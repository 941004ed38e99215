//! Token-by-token dictionary substitution

use crate::dictionary::Dictionary;
use crate::error::Result;
use crate::token::{Token, TokenKind, END_OF_INPUT};

/// Replaces tokens that are dictionary keys with their translation
#[derive(Debug, Clone, Default)]
pub struct Translator {
    dictionary: Dictionary,
}

impl Translator {
    /// Create a translator owning `dictionary`
    pub fn new(dictionary: Dictionary) -> Self {
        Self { dictionary }
    }

    /// The dictionary used for lookups
    pub fn dictionary(&self) -> &Dictionary {
        &self.dictionary
    }

    /// Translate one token.
    ///
    /// Every token is looked up, whatever its class, except the
    /// end-of-input sentinel. Tokens without an entry come back unchanged,
    /// and so do tokens whose entry would forge the sentinel.
    pub fn translate_token(&self, token: Token) -> Token {
        self.replacement(&token).unwrap_or(token)
    }

    fn replacement(&self, token: &Token) -> Option<Token> {
        if token.is_end_of_input() {
            return None;
        }
        let value = self.dictionary.get(token.as_str())?;
        // The sentinel text is reserved for the real end of the stream
        if value == END_OF_INPUT {
            return None;
        }
        Token::new(value).ok()
    }

    /// Lazily translate a token stream, preserving length and order
    pub fn translate<I>(&self, tokens: I) -> Translate<'_, I::IntoIter>
    where
        I: IntoIterator<Item = Result<Token>>,
    {
        Translate {
            translator: self,
            tokens: tokens.into_iter(),
            stats: TranslationStats::default(),
        }
    }
}

/// Counters for one translation run
#[derive(Debug, Clone, Copy, Default, PartialEq, Eq)]
pub struct TranslationStats {
    /// Tokens seen, sentinel included
    pub tokens: usize,
    /// Word tokens seen
    pub words: usize,
    /// Tokens replaced from the dictionary
    pub translated: usize,
    /// Line-terminator tokens seen
    pub lines: usize,
}

impl TranslationStats {
    fn record(&mut self, original: &Token, translated: bool) {
        self.tokens += 1;
        match original.kind() {
            TokenKind::Word => self.words += 1,
            TokenKind::LineTerminator => self.lines += 1,
            TokenKind::Separator | TokenKind::EndOfInput => {}
        }
        if translated {
            self.translated += 1;
        }
    }
}

/// Iterator adapter returned by [`Translator::translate`]
#[derive(Debug)]
pub struct Translate<'a, I> {
    translator: &'a Translator,
    tokens: I,
    stats: TranslationStats,
}

impl<I> Translate<'_, I> {
    /// Counters for the tokens yielded so far
    pub fn stats(&self) -> TranslationStats {
        self.stats
    }
}

impl<I> Iterator for Translate<'_, I>
where
    I: Iterator<Item = Result<Token>>,
{
    type Item = Result<Token>;

    fn next(&mut self) -> Option<Self::Item> {
        let token = match self.tokens.next()? {
            Ok(token) => token,
            Err(err) => return Some(Err(err)),
        };
        let replacement = self.translator.replacement(&token);
        self.stats.record(&token, replacement.is_some());
        Some(Ok(replacement.unwrap_or(token)))
    }

    fn size_hint(&self) -> (usize, Option<usize>) {
        self.tokens.size_hint()
    }
}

= = = = =

There is a line with "#[derive(Debug)]" and a line with "Err(err) => return" above. Copy exactly those two lines and all lines between them, with nothing else.

#[derive(Debug)]
pub struct Translate<'a, I> {
    translator: &'a Translator,
    tokens: I,
    stats: TranslationStats,
}

impl<I> Translate<'_, I> {
    /// Counters for the tokens yielded so far
    pub fn stats(&self) -> TranslationStats {
        self.stats
    }
}

impl<I> Iterator for Translate<'_, I>
where
    I: Iterator<Item = Result<Token>>,
{
    type Item = Result<Token>;

    fn next(&mut self) -> Option<Self::Item> {
        let token = match self.tokens.next()? {
            Ok(token) => token,
            Err(err) => return Some(Err(err)),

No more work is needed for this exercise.